The R Project - The Use of R in Official Statistics - uRos2014

R Project

- Romania Team

Presentations

Duncan E.

1. Use of R in the UK Office for National Statistics
Duncan ELLIOTT, UK Office for National Statistics
Abstract: The UK Office for National Statistics (ONS) use R predominantly as a research tool. This paper gives some examples of areas where it is used in analysis and the one area it is used in production of a National Statistic. Examples of where it is used in analysis, include the dlm package (Petris, 2010) for developing a state space model for unemployment estimates, and the spatstat package (Baddeley and Turner, 2005) for visualisation of crime data. The one area where R is used for publishing a National Statistic is mortality rates. An overview of how the MortalitySmooth package (Camarda, 2012) is used to produce smoothed mortality rates will be presented. There is a small group within ONS interested in exploring the use of R more widely in production systems, and we conclude with some information on the sorts of issues we face.

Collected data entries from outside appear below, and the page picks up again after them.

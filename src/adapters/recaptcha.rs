use crate::utils::error::Result;
use axum::body::Bytes;
use reqwest::header::CONTENT_TYPE;
use reqwest::Client;

/// Upstream reply, kept byte-for-byte.
#[derive(Debug, Clone)]
pub struct VerificationReply {
    pub content_type: Option<String>,
    pub body: Bytes,
}

/// Server-to-server client for the verification service.
#[derive(Debug, Clone)]
pub struct VerificationClient {
    client: Client,
    endpoint: String,
}

impl VerificationClient {
    pub fn new(endpoint: impl Into<String>) -> Self {
        Self {
            client: Client::new(),
            endpoint: endpoint.into(),
        }
    }

    /// Posts `secret` and `response` as a form; non-2xx replies become errors.
    pub async fn verify(&self, token: &str, secret: &str) -> Result<VerificationReply> {
        tracing::debug!("Forwarding verification token to: {}", self.endpoint);

        let response = self
            .client
            .post(&self.endpoint)
            .form(&[("secret", secret), ("response", token)])
            .send()
            .await?
            .error_for_status()?;

        tracing::debug!("Verification response status: {}", response.status());

        let content_type = response
            .headers()
            .get(CONTENT_TYPE)
            .and_then(|v| v.to_str().ok())
            .map(str::to_string);
        let body = response.bytes().await?;

        Ok(VerificationReply { content_type, body })
    }
}

#[cfg(test)]
mod tests {
    use super::*;
    use crate::utils::error::SandboxError;
    use httpmock::prelude::*;

    #[tokio::test]
    async fn test_verify_posts_form_and_keeps_body() {
        let server = MockServer::start_async().await;
        let upstream = server
            .mock_async(|when, then| {
                when.method(POST)
                    .path("/siteverify")
                    .header("content-type", "application/x-www-form-urlencoded")
                    .body_contains("secret=s3cret")
                    .body_contains("response=tok-123");
                then.status(200)
                    .header("content-type", "application/json; charset=utf-8")
                    .body(r#"{ "success": true, "score": 0.9 }"#);
            })
            .await;

        let client = VerificationClient::new(server.url("/siteverify"));
        let reply = client.verify("tok-123", "s3cret").await.unwrap();

        upstream.assert_async().await;
        assert_eq!(&reply.body[..], br#"{ "success": true, "score": 0.9 }"#);
        assert_eq!(
            reply.content_type.as_deref(),
            Some("application/json; charset=utf-8")
        );
    }

    #[tokio::test]
    async fn test_upstream_failure_is_error() {
        let server = MockServer::start_async().await;
        server
            .mock_async(|when, then| {
                when.method(POST).path("/siteverify");
                then.status(500);
            })
            .await;

        let client = VerificationClient::new(server.url("/siteverify"));
        let result = client.verify("tok", "secret").await;

        assert!(matches!(result, Err(SandboxError::UpstreamError(_))));
    }
}
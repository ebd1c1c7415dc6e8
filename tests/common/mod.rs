#![allow(dead_code)]

use axum::body::{Body, Bytes};
use axum::extract::connect_info::MockConnectInfo;
use axum::http::Request;
use axum::response::Response;
use axum::Router;
use http_sandbox::{build_router, AppState, ServerConfig};
use std::net::SocketAddr;
use std::path::{Path, PathBuf};
use tempfile::TempDir;
use tower::ServiceExt;

pub const PEER: ([u8; 4], u16) = ([10, 0, 0, 1], 40000);

/// Router over throwaway static/public/upload directories.
pub struct TestApp {
    pub router: Router,
    pub root: TempDir,
}

impl TestApp {
    pub fn new() -> Self {
        Self::with_config(|_| {})
    }

    pub fn with_config(customize: impl FnOnce(&mut ServerConfig)) -> Self {
        let root = TempDir::new().unwrap();
        let dir = |name: &str| root.path().join(name).to_string_lossy().into_owned();

        let mut config = ServerConfig {
            static_dir: dir("static"),
            public_dir: dir("public"),
            upload_dir: dir("uploads"),
            ..ServerConfig::default()
        };
        customize(&mut config);

        std::fs::create_dir_all(&config.static_dir).unwrap();
        std::fs::create_dir_all(&config.public_dir).unwrap();

        let router =
            build_router(AppState::new(config)).layer(MockConnectInfo(SocketAddr::from(PEER)));

        Self { router, root }
    }

    pub fn path(&self, relative: &str) -> PathBuf {
        self.root.path().join(relative)
    }

    pub fn write_file(&self, relative: &str, contents: &[u8]) {
        let path = self.path(relative);
        if let Some(parent) = path.parent() {
            std::fs::create_dir_all(parent).unwrap();
        }
        std::fs::write(path, contents).unwrap();
    }

    pub async fn send(&self, request: Request<Body>) -> Response {
        self.router.clone().oneshot(request).await.unwrap()
    }

    pub async fn get(&self, uri: &str) -> Response {
        self.send(Request::get(uri).body(Body::empty()).unwrap())
            .await
    }

    pub async fn post_json(&self, uri: &str, body: serde_json::Value) -> Response {
        self.send(
            Request::post(uri)
                .header("content-type", "application/json")
                .body(Body::from(body.to_string()))
                .unwrap(),
        )
        .await
    }
}

pub async fn body_bytes(response: Response) -> Bytes {
    axum::body::to_bytes(response.into_body(), usize::MAX)
        .await
        .unwrap()
}

pub async fn body_json(response: Response) -> serde_json::Value {
    serde_json::from_slice(&body_bytes(response).await).unwrap()
}

pub fn header<'a>(response: &'a Response, name: &str) -> Option<&'a str> {
    response.headers().get(name).and_then(|v| v.to_str().ok())
}

pub fn files_in(dir: &Path) -> Vec<PathBuf> {
    match std::fs::read_dir(dir) {
        Ok(entries) => entries.map(|e| e.unwrap().path()).collect(),
        Err(_) => Vec::new(),
    }
}

pub enum Part<'a> {
    Text(&'a str, &'a str),
    File(&'a str, &'a str, &'a [u8]),
}

pub const BOUNDARY: &str = "----sandbox-test-boundary";

pub fn multipart_request(uri: &str, parts: &[Part<'_>]) -> Request<Body> {
    let mut body: Vec<u8> = Vec::new();
    for part in parts {
        body.extend_from_slice(format!("--{BOUNDARY}\r\n").as_bytes());
        match part {
            Part::Text(name, value) => {
                body.extend_from_slice(
                    format!("Content-Disposition: form-data; name=\"{name}\"\r\n\r\n").as_bytes(),
                );
                body.extend_from_slice(value.as_bytes());
            }
            Part::File(name, file_name, contents) => {
                body.extend_from_slice(
                    format!(
                        "Content-Disposition: form-data; name=\"{name}\"; filename=\"{file_name}\"\r\nContent-Type: application/octet-stream\r\n\r\n"
                    )
                    .as_bytes(),
                );
                body.extend_from_slice(contents);
            }
        }
        body.extend_from_slice(b"\r\n");
    }
    body.extend_from_slice(format!("--{BOUNDARY}--\r\n").as_bytes());

    Request::post(uri)
        .header(
            "content-type",
            format!("multipart/form-data; boundary={BOUNDARY}"),
        )
        .body(Body::from(body))
        .unwrap()
}
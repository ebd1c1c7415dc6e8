use crate::adapters::{LocalStorage, VerificationClient};
use crate::config::ServerConfig;
use crate::core::{delay, export, inspect, memory, static_files, upload, user_agent, verify};
use crate::utils::headers::DispositionType;
use crate::utils::monitor::SystemMonitor;
use axum::extract::{DefaultBodyLimit, Request};
use axum::http::header::CONTENT_DISPOSITION;
use axum::http::{Method, StatusCode};
use axum::middleware::{self, Next};
use axum::response::Response;
use axum::routing::{get, post};
use axum::Router;
use std::sync::Arc;
use tower_http::cors::{AllowHeaders, Any, CorsLayer};
use tower_http::trace::{DefaultMakeSpan, DefaultOnResponse, TraceLayer};
use tower_http::LatencyUnit;
use tracing::Level;

const ALLOWED_METHODS: [Method; 6] = [
    Method::GET,
    Method::HEAD,
    Method::PUT,
    Method::PATCH,
    Method::POST,
    Method::DELETE,
];

/// Everything handlers share; built once at startup.
#[derive(Clone)]
pub struct AppState {
    pub config: Arc<ServerConfig>,
    pub storage: LocalStorage,
    pub verifier: VerificationClient,
    pub monitor: Arc<SystemMonitor>,
}

impl AppState {
    pub fn new(config: ServerConfig) -> Self {
        Self {
            storage: LocalStorage::new(&config.upload_dir),
            verifier: VerificationClient::new(config.verify_endpoint.clone()),
            monitor: Arc::new(SystemMonitor::new()),
            config: Arc::new(config),
        }
    }
}

pub fn build_router(state: AppState) -> Router {
    let body_limit = state.config.max_body_bytes;
    let static_mount = static_files::mount(&state.config.static_dir, DispositionType::Attachment);
    let public_mount = static_files::mount(&state.config.public_dir, DispositionType::Inline);

    Router::new()
        .route("/export", get(export::export).post(export::export))
        .route("/long", get(delay::long).post(delay::long))
        .route(
            "/memory-usage",
            get(memory::memory_usage).post(memory::memory_usage),
        )
        .route(
            "/user-agent",
            get(user_agent::user_agent).post(user_agent::user_agent),
        )
        .route("/upload-single", post(upload::upload_single))
        .route("/upload-multiple", post(upload::upload_multiple))
        .route("/verify-recaptcha-v3", post(verify::verify_recaptcha_v3))
        .route(
            "/verify-recaptcha-checkbox",
            post(verify::verify_recaptcha_checkbox),
        )
        .route("/ip", get(inspect::ip))
        .route("/with-referrer", get(inspect::with_referrer))
        .nest_service("/static", static_mount)
        .nest_service("/public", public_mount)
        .layer(DefaultBodyLimit::max(body_limit))
        .layer(cors_layer())
        .layer(middleware::from_fn(preflight_no_content))
        .layer(
            TraceLayer::new_for_http()
                .make_span_with(DefaultMakeSpan::new().level(Level::INFO))
                .on_response(
                    DefaultOnResponse::new()
                        .level(Level::INFO)
                        .latency_unit(LatencyUnit::Millis),
                ),
        )
        .with_state(state)
}

/// Any origin may call, and scripts may read `Content-Disposition`.
fn cors_layer() -> CorsLayer {
    CorsLayer::new()
        .allow_origin(Any)
        .allow_methods(ALLOWED_METHODS)
        .allow_headers(AllowHeaders::mirror_request())
        .expose_headers([CONTENT_DISPOSITION])
}

/// `CorsLayer` answers every `OPTIONS` itself with 200; browsers and older
/// clients expect 204.
async fn preflight_no_content(req: Request, next: Next) -> Response {
    let is_options = req.method() == Method::OPTIONS;
    let mut response = next.run(req).await;
    if is_options && response.status() == StatusCode::OK {
        *response.status_mut() = StatusCode::NO_CONTENT;
    }
    response
}
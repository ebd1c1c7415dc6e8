pub mod delay;
pub mod export;
pub mod inspect;
pub mod memory;
pub mod params;
pub mod static_files;
pub mod upload;
pub mod user_agent;
pub mod verify;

Matthias T., Alexander K., Bernhard M.

2. Development and Current Practice in Using R at Statistics Austria
Matthias TEMPL, Statistik Austria & Vienna University of Technology
Alexander KOWARIK, Statistik Austria
Bernhard MEINDL, Statistik Austria
Abstract: R becomes more an more popular in national statistical onces not only for simulation tasks. Nowadays R is also often already used in the production process. A lot of new features for a lot of common tasks required in official statistics have been developed over the last years and are freely available in the form of add-on package. These packages - among thousands of other packages - can easily be used. In this contribution we first show the use of R at Statistics Austria. This topic includes the infrastructure, the teaching of employees and various concepts to support and help staff that wants to use R in their daily work. In the second part, the R developments from the methods unit at Statistics Austria is summarised. This includes packages for data pre-processing (e.g imputation) up to packages for the final dissemination of data including packages for statistical disclosure control, estimation of indicators and the visualisation of results.

Gergely D.

3. Creating statistical reports in the past, present and future
Gergely DAROCZI, Easystats Ltd
Abstract: The talk starts by giving a historical overview of a variety of statistical and reporting tools actively used by practicing data analysts in the past 100 years. That time covered lots of changes both in methodology and in tools: existing methods were improved and new ones were also discovered, on the other hand mainframes, personal computers and nowadays cloud computing became the standard source of processed data instead of statistical tables and the slide rule.
This also changed the way how statistics and data analysis are used by an ever growing number of experts, laymen and industries: it is no surprise nowadays to do e.g. customer segmentation without any deep theoretical knowledge on how k-means cluster or latent-class analysis really works.
And this is just fine. Doing data analysis means something different compared to what Karl Pearson did in the past: in our days, statistical wizards and data-driven decision-making tools can help us to run valid analysis on live databases - even on mobile platforms.
This talk will concentrate on how to create annotated reproductible statistical templates and reports in R, building on the “rapport” and “pander” packages (maintained by the presenter).

Mark VAN DER LOO

4. Data cleaning for official statistics with R
Mark VAN DER LOO, Statistics Netherlands
Abstract: Preparing data for statistical analyses, often referred to as data cleaning, or data editing is one of the most resource-consuming activities of national statistical institutes. Indeed, De Waal et al. (2011) report that up to 40% of resources devoted to a statistic may be spent on data cleaning activities. For this reason it is desirable to automate the process when possible.
Statistics Netherlands has adopted R as a strategic tool in 2010, and since then a number of R-based tools aimed to facilitate data cleaning have been developed. These tools include a package for performing and manipulating record-wise (possibly multivariate) restrictions, tools for error localisation based on the minimal change principle of Fellegi and Holt (1976), adjustment methods for numerical variables, and several deterministic and deductive imputation or correction methods. A recent overview of these tools was given in de Jonge and van der Loo (2013).
Here, we present an overview of these tools using a recently developed production system for statistics on child care centers as an example [Pannekoek et al. (2013)]. We show how the tools can be combined into a production system that improves data in several consecutive data cleaning steps. Because of the highly modular approach, the effect of each substep in the chain of data cleaning operations can be traced. We show several useful process indicators that allow us to follow the progress of a data set as it gets cleaned. Finally, we will provide an outlook on our future plans for the toolset.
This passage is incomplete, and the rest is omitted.